▶ [DATA FOR REVIEW]:
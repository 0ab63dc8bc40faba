use crate::models::OwnerProfile;
use chrono::{DateTime, Utc};
use serde::Serialize;
use sqlx::types::Json;
use sqlx::FromRow;
use uuid::Uuid;

#[derive(Debug, Clone, Serialize, FromRow, utoipa::ToSchema)]
#[serde(rename_all = "camelCase")]
pub struct Tweet {
    pub id: Uuid,
    pub content: String,
    #[serde(rename = "owner")]
    pub owner_id: Uuid,
    pub created_at: DateTime<Utc>,
    pub updated_at: DateTime<Utc>,
}

#[derive(Debug, Clone, Serialize, FromRow)]
#[serde(rename_all = "camelCase")]
pub struct TweetView {
    pub id: Uuid,
    pub content: String,
    pub created_at: DateTime<Utc>,
    pub updated_at: DateTime<Utc>,
    pub owner: Option<Json<OwnerProfile>>,
    pub likes_count: i64,
}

▶ [PROBLEM STATEMENT]: How many lines in the entries above hold the word "Uuid"? Reply with the number by itself.

▶ [ANSWER TO THIS TASK]: 4